• What the task requires:
In the entries below, find each line bearing the string "child" and copy it.

Material supplied START

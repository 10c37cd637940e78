use burn::{
    module::Ignored,
    nn::{
        conv::{Conv3d, Conv3dConfig},
        BatchNorm, BatchNormConfig, GroupNorm, GroupNormConfig, PaddingConfig3d, Relu,
    },
    prelude::*,
};

use crate::{
    checkpoint::{child, ParameterShapes},
    error::ConfigurationError,
};

use super::order::{LayerKind, LayerOrder};

/// Conv3d, ReLU and an optional normalization, applied in a configured order.
#[derive(Module, Debug)]
pub struct SingleConv<B: Backend> {
    conv: Conv3d<B>,
    relu: Relu,
    group_norm: Option<GroupNorm<B>>,
    batch_norm: Option<BatchNorm<B, 3>>,
    order: Ignored<LayerOrder>,
    pos: usize,
}

impl<B: Backend> SingleConv<B> {
    pub fn forward(&self, x: Tensor<B, 5>) -> Tensor<B, 5> {
        self.order.layers().iter().fold(x, |x, kind| match kind {
            LayerKind::Conv => self.conv.forward(x),
            LayerKind::Relu => self.relu.forward(x),
            LayerKind::GroupNorm => match &self.group_norm {
                Some(norm) => norm.forward(x),
                None => x,
            },
            LayerKind::BatchNorm => match &self.batch_norm {
                Some(norm) => norm.forward(x),
                None => x,
            },
        })
    }

    /// `[out_channels, in_channels, k, k, k]`.
    pub fn weight_shape(&self) -> [usize; 5] {
        self.conv.weight.dims()
    }

    pub fn in_channels(&self) -> usize {
        self.weight_shape()[1]
    }

    pub fn out_channels(&self) -> usize {
        self.weight_shape()[0]
    }

    /// 1-based index of this sub-layer within its block.
    pub fn pos(&self) -> usize {
        self.pos
    }

    pub fn conv(&self) -> &Conv3d<B> {
        &self.conv
    }

    pub fn group_norm(&self) -> Option<&GroupNorm<B>> {
        self.group_norm.as_ref()
    }

    pub fn batch_norm(&self) -> Option<&BatchNorm<B, 3>> {
        self.batch_norm.as_ref()
    }
}

impl<B: Backend> ParameterShapes for SingleConv<B> {
    fn parameter_shapes(&self, prefix: &str, out: &mut Vec<(String, Vec<usize>)>) {
        self.conv.parameter_shapes(&child(prefix, "conv"), out);
        if let Some(norm) = &self.group_norm {
            norm.parameter_shapes(&child(prefix, "group_norm"), out);
        }
        if let Some(norm) = &self.batch_norm {
            norm.parameter_shapes(&child(prefix, "batch_norm"), out);
        }
    }
}

#[derive(Config, Debug)]
pub struct SingleConvConfig {
    in_channels: usize,
    out_channels: usize,
    order: LayerOrder,
    num_groups: usize,
    #[config(default = 1)]
    pos: usize,
    #[config(default = 3)]
    kernel_size: usize,
}

impl SingleConvConfig {
    pub fn init<B: Backend>(&self, device: &B::Device) -> Result<SingleConv<B>, ConfigurationError> {
        if self.in_channels == 0 || self.out_channels == 0 {
            return Err(ConfigurationError::Zero { what: "channel count" });
        }

        let mut group_norm = None;
        let mut batch_norm = None;
        for (index, kind) in self.order.layers().iter().enumerate() {
            let channels = self
                .order
                .norm_channels(index, self.in_channels, self.out_channels);
            match kind {
                LayerKind::GroupNorm => {
                    if self.num_groups == 0 || channels % self.num_groups != 0 {
                        return Err(ConfigurationError::IndivisibleGroups {
                            channels,
                            groups: self.num_groups,
                        });
                    }
                    group_norm = Some(GroupNormConfig::new(self.num_groups, channels).init(device));
                }
                LayerKind::BatchNorm => {
                    batch_norm = Some(BatchNormConfig::new(channels).init(device));
                }
                LayerKind::Conv | LayerKind::Relu => {}
            }
        }

        let padding = self.kernel_size / 2;
        let conv = Conv3dConfig::new(
            [self.in_channels, self.out_channels],
            [self.kernel_size; 3],
        )
        .with_padding(PaddingConfig3d::Explicit(padding, padding, padding))
        .init(device);

        tracing::trace!(
            pos = self.pos,
            order = %self.order,
            in_channels = self.in_channels,
            out_channels = self.out_channels,
            "built conv sub-layer"
        );

        Ok(SingleConv {
            conv,
            relu: Relu::new(),
            group_norm,
            batch_norm,
            order: Ignored(self.order.clone()),
            pos: self.pos,
        })
    }
}

#[cfg(test)]
mod tests {
    use super::*;
    use burn::backend::NdArray;
    use burn::tensor::Distribution;

    type B = NdArray;

    fn config(order: &str, in_channels: usize, out_channels: usize) -> SingleConvConfig {
        SingleConvConfig::new(in_channels, out_channels, order.parse().unwrap(), 2)
    }

    #[test]
    fn preserves_spatial_size() {
        let device = Default::default();
        let layer = config("crg", 2, 4).init::<B>(&device).unwrap();

        let x = Tensor::<B, 5>::random([1, 2, 5, 6, 7], Distribution::Default, &device);
        assert_eq!(layer.forward(x).dims(), [1, 4, 5, 6, 7]);
        assert_eq!(layer.weight_shape(), [4, 2, 3, 3, 3]);
    }

    #[test]
    fn relu_last_clamps_at_zero() {
        let device = Default::default();
        let layer = config("cgr", 2, 4).init::<B>(&device).unwrap();

        let x = Tensor::<B, 5>::random([1, 2, 4, 4, 4], Distribution::Normal(0.0, 1.0), &device);
        assert!(layer.forward(x).min().into_scalar() >= 0.0);
    }

    #[test]
    fn pre_conv_batch_norm_uses_input_channels() {
        let device = Default::default();
        let layer = config("bcr", 3, 8).init::<B>(&device).unwrap();

        let mut shapes = Vec::new();
        layer.parameter_shapes("layer", &mut shapes);
        assert!(shapes.contains(&("layer.batch_norm.gamma".to_string(), vec![3])));

        let x = Tensor::<B, 5>::random([2, 3, 4, 4, 4], Distribution::Default, &device);
        assert_eq!(layer.forward(x).dims(), [2, 8, 4, 4, 4]);
    }

    #[test]
    fn indivisible_groups_are_rejected() {
        let device = Default::default();
        let err = SingleConvConfig::new(1, 3, "crg".parse().unwrap(), 2)
            .init::<B>(&device)
            .unwrap_err();

        assert_eq!(
            err,
            ConfigurationError::IndivisibleGroups {
                channels: 3,
                groups: 2
            }
        );
    }

    #[test]
    fn group_norm_ignored_without_token() {
        let device = Default::default();
        // 3 output channels and 2 groups would be invalid if group norm were built.
        let layer = SingleConvConfig::new(1, 3, "cr".parse().unwrap(), 2)
            .init::<B>(&device)
            .unwrap();

        let mut shapes = Vec::new();
        layer.parameter_shapes("l", &mut shapes);
        assert_eq!(shapes.len(), 2);
    }
}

Material supplied END

• Your solution:
    checkpoint::{child, ParameterShapes},
        self.conv.parameter_shapes(&child(prefix, "conv"), out);
            norm.parameter_shapes(&child(prefix, "group_norm"), out);
            norm.parameter_shapes(&child(prefix, "batch_norm"), out);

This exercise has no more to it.